SBC Communications, Verizon, along with other telecom companies won a major victory over cable companies Sunday when the Texas House of Representatives approved legislation, known as the telecommunications bill, which makes it easier for them to get into the television business.
Senate Bill 408 will allow Texas to set up a statewide franchise fee that phone companies and cable providers would pay to provide television service. Under the current system, phone companies would have to negotiate franchise agreements with individual cities.
"If you want to compete in video in Texas, you have to go to every city. And they can hold you hostage for up to a year," said Rep. Phil King, the sponsor of the television provisions. "It will allow for the first time for Texas to have competition" for cable TV.
But Rep. Harold Dutton, D-Houston, a critic of the measure, said, "SB 408 should be called SBC 408."
King had attempted to pass the legislation twice before but lost due to technicalities. It passed as part of legislation that also extends the life of the Public Utility Commission for six years.
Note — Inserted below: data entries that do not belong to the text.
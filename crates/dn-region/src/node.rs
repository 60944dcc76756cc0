//! Immutable graph node.

use std::collections::BTreeSet;
use std::fmt;

use dn_core::Location;

// ── NodeKind ─────────────────────────────────────────────────────────────────

/// The declared role of a node, fixed when the region is built.
///
/// This is a closed set: the simulation layer resolves kind-specific
/// behavior (spawn points, delivery destinations) once at wrapper
/// construction and never re-inspects it on the tick path.
#[derive(Copy, Clone, PartialEq, Eq, Hash, Debug, Default)]
#[cfg_attr(feature = "serde", derive(serde::Serialize, serde::Deserialize))]
pub enum NodeKind {
    /// Plain junction; vehicles pass through without special handling.
    #[default]
    Generic,
    /// Vehicle spawn point and order pickup location.
    Restaurant,
    /// Delivery destination.
    Neighborhood,
}

impl NodeKind {
    pub fn as_str(self) -> &'static str {
        match self {
            NodeKind::Generic => "node",
            NodeKind::Restaurant => "restaurant",
            NodeKind::Neighborhood => "neighborhood",
        }
    }
}

impl fmt::Display for NodeKind {
    fn fmt(&self, f: &mut fmt::Formatter<'_>) -> fmt::Result {
        f.write_str(self.as_str())
    }
}

// ── Node ─────────────────────────────────────────────────────────────────────

/// An immutable node of a [`Region`](crate::Region), identified by its
/// location.
///
/// `connections` holds the locations this node has an edge to; it is derived
/// from the edge list when the region is built, so every entry resolves to a
/// node of the same region by construction.
#[derive(Clone, PartialEq, Eq, Hash, Debug)]
#[cfg_attr(feature = "serde", derive(serde::Serialize, serde::Deserialize))]
pub struct Node {
    pub(crate) name: String,
    pub(crate) location: Location,
    pub(crate) kind: NodeKind,
    pub(crate) connections: BTreeSet<Location>,
}

impl Node {
    #[inline]
    pub fn name(&self) -> &str {
        &self.name
    }

    #[inline]
    pub fn location(&self) -> Location {
        self.location
    }

    #[inline]
    pub fn kind(&self) -> NodeKind {
        self.kind
    }

    /// Locations this node is directly connected to, in ascending order.
    #[inline]
    pub fn connections(&self) -> &BTreeSet<Location> {
        &self.connections
    }

    #[inline]
    pub fn is_restaurant(&self) -> bool {
        self.kind == NodeKind::Restaurant
    }

    #[inline]
    pub fn is_neighborhood(&self) -> bool {
        self.kind == NodeKind::Neighborhood
    }
}

impl fmt::Display for Node {
    fn fmt(&self, f: &mut fmt::Formatter<'_>) -> fmt::Result {
        write!(f, "{} '{}' at {}", self.kind, self.name, self.location)
    }
}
The new measure would require that any television provider pay municipalities 5 percent of its gross revenues to offer service in a new area. Many Texas cities are arguing though that the loss of local franchise agreements will provide less revenue for them. Additionally, they state that the definition of gross revenue is narrower than the one used traditionally in cable agreements.
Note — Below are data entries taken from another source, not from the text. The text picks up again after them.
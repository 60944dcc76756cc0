//! `dn-region` — the frozen delivery-network graph and route calculation.
//!
//! # Crate layout
//!
//! | Module     | Contents                                                      |
//! |------------|---------------------------------------------------------------|
//! | [`node`]   | `Node`, `NodeKind`                                            |
//! | [`edge`]   | `Edge` (canonical endpoints, total order)                     |
//! | [`region`] | `Region` (arenas + CSR adjacency), `RegionBuilder`            |
//! | [`path`]   | `PathCalculator`, `Route`, Dijkstra + LRU-cached calculators  |
//! | [`error`]  | `RegionError`, `RegionResult<T>`                              |
//!
//! # Feature flags
//!
//! | Flag    | Effect                                                  |
//! |---------|---------------------------------------------------------|
//! | `serde` | Derives `Serialize`/`Deserialize` on `Node` and `Edge`. |
//!
//! # Identity model
//!
//! A node's public identity is its [`Location`](dn_core::Location); an
//! edge's is its canonical endpoint pair.  Internally both map to dense
//! arena indices assigned once at build time — the stable keys everything
//! downstream (occupancy wrappers, routes) is indexed by.

pub mod edge;
pub mod error;
pub mod node;
pub mod path;
pub mod region;


pub use edge::Edge;
pub use error::{RegionError, RegionResult};
pub use node::{Node, NodeKind};
pub use path::{CachedPathCalculator, DijkstraPathCalculator, PathCalculator, Route};
pub use region::{Region, RegionBuilder};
Traditionally, cable companies have reached franchise agreements where they had to serve entire cities or adhere to city-enforced customer protection standards. SB 408 will remove that requirement and allow companies to serve any area.
Cable companies along with other representatives believe the new legislation will allow the new rivals to cherry-pick only upscale neighborhoods where they have the most to gain.
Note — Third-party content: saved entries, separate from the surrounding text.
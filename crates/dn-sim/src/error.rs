//! Simulation-layer error type.
//!
//! Every variant is a runtime lookup or usage error: descriptive, local to
//! the failing call, and guaranteed not to have mutated manager state.
//! Build-time structural violations live in
//! [`RegionError`](dn_region::RegionError) instead.

use thiserror::Error;

use dn_core::{Location, VehicleId};

/// Errors produced by `dn-sim`.
#[derive(Debug, Error, PartialEq)]
pub enum SimError {
    #[error("no node at {0}")]
    UnknownNode(Location),

    #[error("no edge between {a} and {b}")]
    UnknownEdge { a: Location, b: Location },

    #[error("node at {0} is not a restaurant")]
    NotARestaurant(Location),

    #[error("node at {0} is not a neighborhood")]
    NotANeighborhood(Location),

    #[error("vehicles can only spawn at restaurants; {0} is not one")]
    SpawnAtNonRestaurant(Location),

    #[error("unknown vehicle {0}")]
    UnknownVehicle(VehicleId),

    #[error("vehicle {vehicle} is not at the order's restaurant {restaurant}")]
    VehicleNotAtRestaurant {
        vehicle: VehicleId,
        restaurant: Location,
    },

    #[error("order destination {0} is not a neighborhood")]
    DestinationNotANeighborhood(Location),

    #[error(
        "vehicle {vehicle} over capacity: {loaded} loaded + {order_weight} ordered > {capacity}"
    )]
    CapacityExceeded {
        vehicle: VehicleId,
        capacity: f64,
        loaded: f64,
        order_weight: f64,
    },

    #[error("no route from {from} to {to}")]
    NoRoute { from: Location, to: Location },
}

pub type SimResult<T> = Result<T, SimError>;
Rep. Yvonne Davis, D-Dallas, proposed an amendment that would ban redlining of low-income communities. King said Davis' amendment would prevent smaller telecommunications companies from entering the market because they may not have the financial ability to build a citywide system.
"The reason that cable was directed to build out [citywide] was because they were given a monopoly," said King. But he said, "You can't require that with the small competitors coming in. There's no way -- you [would be] shutting out competition."
Davis' amendment failed 94-46.
"We're not talking about something the cities should be regulating anyway. We're talking about entertainment. We don't tell Blockbuster that they have to put a store on every corner. We say go sell your product where people will buy it. That's the free market," King said.
Cable companies could get the same deals by canceling their local franchise agreements.
Opponents also note the Senate never got to debate the television provisions, which King added after the Senate already had passed the PUC part of the legislation.
SBC and
Verizon are on the fast-track to launch IPTV (Internet Protocol TV) to offset their loss in telephone business largely due to VOIP (Voice over Internet Protocol) and increased cell phone usage. With Time Warner and other companies encroaching on the telephone market by offering VOIP service (Time Warner tags it
digital phone service), it was only a matter of time when large and small telco companies alike attempt to tap the television market.
Steve Banta, Verizon's Southwest regional president, said the proposal is "progressive legislation that reflects the emerging competition" for television customers.
Verizon has been
rolling out FTTP (Fiber-to-the-Premises) in as many as 14 states. The new service, known as FiOS, provides users with ultra fast speeds. Verizon is looking at offering television service through FiOS later this year.
"The telephone guys realize that the phone (revenue) is going to zero, so they have to replace it with TV (revenue)," analyst Patrick Comack with Zachary Investment Research in Miami said earlier this year.